Okechukwu Enelamah (born 1964) is Nigeria's former Minister of Industry, Trade and Investment. He was nominated by President Muhammadu Buhari to join the Federal Cabinet in October 2015 and appointed to the Industry, Trade, and Investment portfolio in November 2015. He served in this position till 2019.

==Education==
Enelamah graduated from Government College, Umuahia earned a Bachelor of Medicine, Bachelor of Surgery (MBBS) from the University of Nigeria, Nsukka in 1985. He earned a master's degree in Business Administration (MBA) from Harvard University in 1994 where he was a Baker Scholar and Loeb Fellow. He is a member of ICAN (1992) and became a CFA charterholder in 1997.

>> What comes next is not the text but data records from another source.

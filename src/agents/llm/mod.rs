//! LLM provider abstraction with streaming support
//!
//! - OpenAI-compatible chat completions (JSON and SSE)
//! - Azure OpenAI deployments
//! - Authenticators for API keys and bearer tokens

mod auth;
mod azure;
mod openai;
mod stream;

pub use auth::{authenticator_from_env, ApiKeyAuth, Authenticator, BearerTokenAuth};
pub use azure::AzureOpenAiProvider;
pub use openai::OpenAiProvider;
pub use stream::*;

use async_trait::async_trait;
use serde::{Deserialize, Serialize};
use serde_json::Value;
use std::sync::Arc;

use crate::agents::config::{LlmProviderConfig, LlmProviderType};
use crate::agents::domain::{ContentPart, FinishReason, Message, ToolCall, ToolDefinition};
use crate::agents::error::LlmResult;

/// Trait for LLM providers
#[async_trait]
pub trait LlmProvider: Send + Sync {
    /// Get the provider name
    fn name(&self) -> &str;

    /// Get the model being used
    fn model(&self) -> &str;

    /// Check if streaming is supported
    fn supports_streaming(&self) -> bool {
        true
    }

    /// Complete a request (non-streaming)
    async fn complete(&self, request: CompletionRequest) -> LlmResult<CompletionResponse>;

    /// Complete a request with streaming
    fn complete_stream(&self, request: CompletionRequest) -> LlmStream;
}

/// Request for LLM completion
#[derive(Debug, Clone, Default, Serialize, Deserialize)]
pub struct CompletionRequest {
    /// Messages in the conversation
    pub messages: Vec<Message>,
    /// Model to use (overrides provider default)
    #[serde(skip_serializing_if = "Option::is_none")]
    pub model: Option<String>,
    #[serde(skip_serializing_if = "Option::is_none")]
    pub temperature: Option<f32>,
    #[serde(skip_serializing_if = "Option::is_none")]
    pub top_p: Option<f32>,
    #[serde(skip_serializing_if = "Option::is_none")]
    pub max_tokens: Option<u32>,
    /// Tools available for calling
    #[serde(skip_serializing_if = "Option::is_none")]
    pub tools: Option<Vec<ToolDefinition>>,
    /// Tool choice mode
    #[serde(skip_serializing_if = "Option::is_none")]
    pub tool_choice: Option<ToolChoice>,
    /// Whether to stream the response
    #[serde(default)]
    pub stream: bool,
}

/// Tool choice mode
#[derive(Debug, Clone, Serialize, Deserialize)]
#[serde(rename_all = "snake_case")]
pub enum ToolChoice {
    /// Let the model decide
    Auto,
    /// Don't use tools
    None,
    /// Must use a tool
    Required,
}

/// Response from LLM completion
#[derive(Debug, Clone, Default, Serialize, Deserialize)]
pub struct CompletionResponse {
    /// Message content as typed parts, in order
    pub parts: Vec<ContentPart>,
    /// Reason the completion stopped
    pub finish_reason: FinishReason,
    /// Token usage
    #[serde(skip_serializing_if = "Option::is_none")]
    pub usage: Option<TokenUsage>,
    /// Provider content filter annotations, if any were reported
    #[serde(skip_serializing_if = "Option::is_none")]
    pub content_filter: Option<Value>,
}

impl CompletionResponse {
    /// Concatenated text parts
    pub fn text(&self) -> String {
        ContentPart::collect_text(&self.parts)
    }

    /// Tool call parts
    pub fn tool_calls(&self) -> Vec<ToolCall> {
        ContentPart::collect_tool_calls(&self.parts)
    }
}

/// Token usage information
#[derive(Debug, Clone, Serialize, Deserialize)]
pub struct TokenUsage {
    pub prompt_tokens: u32,
    pub completion_tokens: u32,
    pub total_tokens: u32,
}

/// Create an LLM provider from configuration, reading credentials from the environment
pub fn create_provider(config: &LlmProviderConfig) -> LlmResult<Arc<dyn LlmProvider>> {
    let auth = authenticator_from_env(config)?;
    create_provider_with_auth(config, auth)
}

/// Create an LLM provider from configuration with explicit credentials
pub fn create_provider_with_auth(
    config: &LlmProviderConfig,
    auth: Arc<dyn Authenticator>,
) -> LlmResult<Arc<dyn LlmProvider>> {
    match config.provider {
        LlmProviderType::Azure => Ok(Arc::new(AzureOpenAiProvider::new(config, auth)?)),
        LlmProviderType::OpenAI => Ok(Arc::new(OpenAiProvider::new(config, auth)?)),
    }
}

He earned Dean's List honours in his MBBS graduating class at the University of Nigeria, and was awarded national prizes in the Institute of Chartered Accountants of Nigeria (ICAN) examinations.

==Career==
Enelamah worked as an Audit Senior and Consultant in 1988 at Arthur Anderson (now KPMG Professional Services). He later worked in New York and London offices of Goldman Sachs in 1993 before joining Zephyr Management as an investment manager where he rose to Principal in the Johannesburg office between 1995 and 1997. Enelamah founded African Capital Alliance (ACA), a private equity firm, in 1997 where he served as CEO until his appointment to the Industry, Trade, and Investment portfolio in November 2015 by President Muhammadu Buhari.